++++ Extracted data
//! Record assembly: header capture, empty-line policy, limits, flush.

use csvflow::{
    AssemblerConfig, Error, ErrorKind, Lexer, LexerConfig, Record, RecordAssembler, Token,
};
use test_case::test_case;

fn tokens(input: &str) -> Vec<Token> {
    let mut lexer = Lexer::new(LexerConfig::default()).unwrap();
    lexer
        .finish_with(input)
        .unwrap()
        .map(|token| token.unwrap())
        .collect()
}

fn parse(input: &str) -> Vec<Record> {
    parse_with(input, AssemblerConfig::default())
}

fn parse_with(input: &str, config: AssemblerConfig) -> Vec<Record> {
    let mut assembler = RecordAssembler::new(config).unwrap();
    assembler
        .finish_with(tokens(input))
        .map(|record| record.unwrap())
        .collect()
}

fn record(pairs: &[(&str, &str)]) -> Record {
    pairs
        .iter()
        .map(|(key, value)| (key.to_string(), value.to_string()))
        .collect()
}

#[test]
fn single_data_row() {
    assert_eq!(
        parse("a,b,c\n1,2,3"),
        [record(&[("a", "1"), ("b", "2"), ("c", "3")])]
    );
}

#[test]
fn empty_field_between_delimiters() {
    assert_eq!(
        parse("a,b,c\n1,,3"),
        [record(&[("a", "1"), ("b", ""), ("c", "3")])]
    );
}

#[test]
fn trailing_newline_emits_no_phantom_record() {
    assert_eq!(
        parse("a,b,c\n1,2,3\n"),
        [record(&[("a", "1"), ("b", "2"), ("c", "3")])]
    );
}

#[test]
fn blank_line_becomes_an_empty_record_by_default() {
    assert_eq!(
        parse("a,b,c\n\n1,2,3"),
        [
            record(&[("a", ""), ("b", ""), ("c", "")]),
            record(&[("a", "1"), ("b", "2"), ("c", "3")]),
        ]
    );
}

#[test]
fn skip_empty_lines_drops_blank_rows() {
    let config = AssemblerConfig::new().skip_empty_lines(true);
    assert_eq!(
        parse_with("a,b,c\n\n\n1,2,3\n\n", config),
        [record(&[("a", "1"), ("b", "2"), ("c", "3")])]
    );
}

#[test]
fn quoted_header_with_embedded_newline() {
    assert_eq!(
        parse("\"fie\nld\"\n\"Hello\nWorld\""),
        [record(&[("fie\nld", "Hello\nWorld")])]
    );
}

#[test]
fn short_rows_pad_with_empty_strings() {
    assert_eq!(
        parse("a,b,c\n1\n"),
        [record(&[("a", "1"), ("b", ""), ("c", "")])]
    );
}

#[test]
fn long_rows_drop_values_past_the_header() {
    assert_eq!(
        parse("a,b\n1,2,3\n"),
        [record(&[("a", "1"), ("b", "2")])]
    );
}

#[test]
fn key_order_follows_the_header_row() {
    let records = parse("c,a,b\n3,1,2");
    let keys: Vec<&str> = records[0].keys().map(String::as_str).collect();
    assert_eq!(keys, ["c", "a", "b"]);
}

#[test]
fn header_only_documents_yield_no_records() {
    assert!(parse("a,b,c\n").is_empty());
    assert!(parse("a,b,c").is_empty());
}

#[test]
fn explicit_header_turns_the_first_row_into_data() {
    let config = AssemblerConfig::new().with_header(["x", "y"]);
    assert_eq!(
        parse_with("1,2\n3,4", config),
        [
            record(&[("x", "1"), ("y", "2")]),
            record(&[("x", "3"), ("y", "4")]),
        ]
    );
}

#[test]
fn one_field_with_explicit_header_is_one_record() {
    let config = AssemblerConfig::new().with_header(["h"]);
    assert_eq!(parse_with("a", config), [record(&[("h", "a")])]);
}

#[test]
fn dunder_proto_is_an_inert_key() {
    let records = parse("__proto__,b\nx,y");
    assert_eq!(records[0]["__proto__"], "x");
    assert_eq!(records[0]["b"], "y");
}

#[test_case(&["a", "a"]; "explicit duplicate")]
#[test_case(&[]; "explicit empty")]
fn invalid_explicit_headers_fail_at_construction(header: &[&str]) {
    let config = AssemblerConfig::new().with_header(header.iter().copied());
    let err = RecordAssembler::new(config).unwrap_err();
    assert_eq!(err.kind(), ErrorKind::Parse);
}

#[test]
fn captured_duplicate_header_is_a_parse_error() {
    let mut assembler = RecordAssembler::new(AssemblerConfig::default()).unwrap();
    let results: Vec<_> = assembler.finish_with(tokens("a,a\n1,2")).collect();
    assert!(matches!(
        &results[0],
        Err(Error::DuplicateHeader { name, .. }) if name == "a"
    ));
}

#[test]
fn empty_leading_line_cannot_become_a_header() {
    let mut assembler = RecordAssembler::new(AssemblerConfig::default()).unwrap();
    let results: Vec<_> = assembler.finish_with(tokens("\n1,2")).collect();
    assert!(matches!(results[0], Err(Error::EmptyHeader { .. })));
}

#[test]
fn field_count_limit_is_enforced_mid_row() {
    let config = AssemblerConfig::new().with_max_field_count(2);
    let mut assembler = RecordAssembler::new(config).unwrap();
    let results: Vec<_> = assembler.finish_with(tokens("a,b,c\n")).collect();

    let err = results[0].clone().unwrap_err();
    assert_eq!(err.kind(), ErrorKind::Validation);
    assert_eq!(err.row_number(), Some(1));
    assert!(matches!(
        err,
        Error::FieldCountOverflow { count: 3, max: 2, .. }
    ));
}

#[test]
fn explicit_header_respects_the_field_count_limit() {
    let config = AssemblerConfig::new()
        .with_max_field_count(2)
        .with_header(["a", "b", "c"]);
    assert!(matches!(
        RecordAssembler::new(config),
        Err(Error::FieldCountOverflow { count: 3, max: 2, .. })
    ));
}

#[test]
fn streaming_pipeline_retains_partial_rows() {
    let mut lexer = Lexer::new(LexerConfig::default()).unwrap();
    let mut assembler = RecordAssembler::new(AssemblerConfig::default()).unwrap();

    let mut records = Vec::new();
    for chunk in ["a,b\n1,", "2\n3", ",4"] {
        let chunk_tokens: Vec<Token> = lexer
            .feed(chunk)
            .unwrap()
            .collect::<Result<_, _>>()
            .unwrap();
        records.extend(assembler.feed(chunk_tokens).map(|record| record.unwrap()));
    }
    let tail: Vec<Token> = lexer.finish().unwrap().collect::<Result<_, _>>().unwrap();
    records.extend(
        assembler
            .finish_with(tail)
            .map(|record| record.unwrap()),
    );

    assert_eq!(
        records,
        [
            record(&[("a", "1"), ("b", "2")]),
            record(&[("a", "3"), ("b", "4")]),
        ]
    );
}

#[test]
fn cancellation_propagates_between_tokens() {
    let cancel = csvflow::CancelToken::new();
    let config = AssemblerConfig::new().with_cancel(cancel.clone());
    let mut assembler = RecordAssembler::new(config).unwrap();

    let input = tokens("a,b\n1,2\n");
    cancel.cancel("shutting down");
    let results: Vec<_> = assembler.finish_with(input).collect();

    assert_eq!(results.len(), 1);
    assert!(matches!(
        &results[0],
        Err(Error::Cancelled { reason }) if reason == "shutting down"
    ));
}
++++++++
- _Exercise goal_: Take the lines above and print them exactly.

- _Reply_:
//! Record assembly: header capture, empty-line policy, limits, flush.

use csvflow::{
    AssemblerConfig, Error, ErrorKind, Lexer, LexerConfig, Record, RecordAssembler, Token,
};
use test_case::test_case;

fn tokens(input: &str) -> Vec<Token> {
    let mut lexer = Lexer::new(LexerConfig::default()).unwrap();
    lexer
        .finish_with(input)
        .unwrap()
        .map(|token| token.unwrap())
        .collect()
}

fn parse(input: &str) -> Vec<Record> {
    parse_with(input, AssemblerConfig::default())
}

fn parse_with(input: &str, config: AssemblerConfig) -> Vec<Record> {
    let mut assembler = RecordAssembler::new(config).unwrap();
    assembler
        .finish_with(tokens(input))
        .map(|record| record.unwrap())
        .collect()
}

fn record(pairs: &[(&str, &str)]) -> Record {
    pairs
        .iter()
        .map(|(key, value)| (key.to_string(), value.to_string()))
        .collect()
}

#[test]
fn single_data_row() {
    assert_eq!(
        parse("a,b,c\n1,2,3"),
        [record(&[("a", "1"), ("b", "2"), ("c", "3")])]
    );
}

#[test]
fn empty_field_between_delimiters() {
    assert_eq!(
        parse("a,b,c\n1,,3"),
        [record(&[("a", "1"), ("b", ""), ("c", "3")])]
    );
}

#[test]
fn trailing_newline_emits_no_phantom_record() {
    assert_eq!(
        parse("a,b,c\n1,2,3\n"),
        [record(&[("a", "1"), ("b", "2"), ("c", "3")])]
    );
}

#[test]
fn blank_line_becomes_an_empty_record_by_default() {
    assert_eq!(
        parse("a,b,c\n\n1,2,3"),
        [
            record(&[("a", ""), ("b", ""), ("c", "")]),
            record(&[("a", "1"), ("b", "2"), ("c", "3")]),
        ]
    );
}

#[test]
fn skip_empty_lines_drops_blank_rows() {
    let config = AssemblerConfig::new().skip_empty_lines(true);
    assert_eq!(
        parse_with("a,b,c\n\n\n1,2,3\n\n", config),
        [record(&[("a", "1"), ("b", "2"), ("c", "3")])]
    );
}

#[test]
fn quoted_header_with_embedded_newline() {
    assert_eq!(
        parse("\"fie\nld\"\n\"Hello\nWorld\""),
        [record(&[("fie\nld", "Hello\nWorld")])]
    );
}

#[test]
fn short_rows_pad_with_empty_strings() {
    assert_eq!(
        parse("a,b,c\n1\n"),
        [record(&[("a", "1"), ("b", ""), ("c", "")])]
    );
}

#[test]
fn long_rows_drop_values_past_the_header() {
    assert_eq!(
        parse("a,b\n1,2,3\n"),
        [record(&[("a", "1"), ("b", "2")])]
    );
}

#[test]
fn key_order_follows_the_header_row() {
    let records = parse("c,a,b\n3,1,2");
    let keys: Vec<&str> = records[0].keys().map(String::as_str).collect();
    assert_eq!(keys, ["c", "a", "b"]);
}

#[test]
fn header_only_documents_yield_no_records() {
    assert!(parse("a,b,c\n").is_empty());
    assert!(parse("a,b,c").is_empty());
}

#[test]
fn explicit_header_turns_the_first_row_into_data() {
    let config = AssemblerConfig::new().with_header(["x", "y"]);
    assert_eq!(
        parse_with("1,2\n3,4", config),
        [
            record(&[("x", "1"), ("y", "2")]),
            record(&[("x", "3"), ("y", "4")]),
        ]
    );
}

#[test]
fn one_field_with_explicit_header_is_one_record() {
    let config = AssemblerConfig::new().with_header(["h"]);
    assert_eq!(parse_with("a", config), [record(&[("h", "a")])]);
}

#[test]
fn dunder_proto_is_an_inert_key() {
    let records = parse("__proto__,b\nx,y");
    assert_eq!(records[0]["__proto__"], "x");
    assert_eq!(records[0]["b"], "y");
}

#[test_case(&["a", "a"]; "explicit duplicate")]
#[test_case(&[]; "explicit empty")]
fn invalid_explicit_headers_fail_at_construction(header: &[&str]) {
    let config = AssemblerConfig::new().with_header(header.iter().copied());
    let err = RecordAssembler::new(config).unwrap_err();
    assert_eq!(err.kind(), ErrorKind::Parse);
}

#[test]
fn captured_duplicate_header_is_a_parse_error() {
    let mut assembler = RecordAssembler::new(AssemblerConfig::default()).unwrap();
    let results: Vec<_> = assembler.finish_with(tokens("a,a\n1,2")).collect();
    assert!(matches!(
        &results[0],
        Err(Error::DuplicateHeader { name, .. }) if name == "a"
    ));
}

#[test]
fn empty_leading_line_cannot_become_a_header() {
    let mut assembler = RecordAssembler::new(AssemblerConfig::default()).unwrap();
    let results: Vec<_> = assembler.finish_with(tokens("\n1,2")).collect();
    assert!(matches!(results[0], Err(Error::EmptyHeader { .. })));
}

#[test]
fn field_count_limit_is_enforced_mid_row() {
    let config = AssemblerConfig::new().with_max_field_count(2);
    let mut assembler = RecordAssembler::new(config).unwrap();
    let results: Vec<_> = assembler.finish_with(tokens("a,b,c\n")).collect();

    let err = results[0].clone().unwrap_err();
    assert_eq!(err.kind(), ErrorKind::Validation);
    assert_eq!(err.row_number(), Some(1));
    assert!(matches!(
        err,
        Error::FieldCountOverflow { count: 3, max: 2, .. }
    ));
}

#[test]
fn explicit_header_respects_the_field_count_limit() {
    let config = AssemblerConfig::new()
        .with_max_field_count(2)
        .with_header(["a", "b", "c"]);
    assert!(matches!(
        RecordAssembler::new(config),
        Err(Error::FieldCountOverflow { count: 3, max: 2, .. })
    ));
}

#[test]
fn streaming_pipeline_retains_partial_rows() {
    let mut lexer = Lexer::new(LexerConfig::default()).unwrap();
    let mut assembler = RecordAssembler::new(AssemblerConfig::default()).unwrap();

    let mut records = Vec::new();
    for chunk in ["a,b\n1,", "2\n3", ",4"] {
        let chunk_tokens: Vec<Token> = lexer
            .feed(chunk)
            .unwrap()
            .collect::<Result<_, _>>()
            .unwrap();
        records.extend(assembler.feed(chunk_tokens).map(|record| record.unwrap()));
    }
    let tail: Vec<Token> = lexer.finish().unwrap().collect::<Result<_, _>>().unwrap();
    records.extend(
        assembler
            .finish_with(tail)
            .map(|record| record.unwrap()),
    );

    assert_eq!(
        records,
        [
            record(&[("a", "1"), ("b", "2")]),
            record(&[("a", "3"), ("b", "4")]),
        ]
    );
}

#[test]
fn cancellation_propagates_between_tokens() {
    let cancel = csvflow::CancelToken::new();
    let config = AssemblerConfig::new().with_cancel(cancel.clone());
    let mut assembler = RecordAssembler::new(config).unwrap();

    let input = tokens("a,b\n1,2\n");
    cancel.cancel("shutting down");
    let results: Vec<_> = assembler.finish_with(input).collect();

    assert_eq!(results.len(), 1);
    assert!(matches!(
        &results[0],
        Err(Error::Cancelled { reason }) if reason == "shutting down"
    ));
}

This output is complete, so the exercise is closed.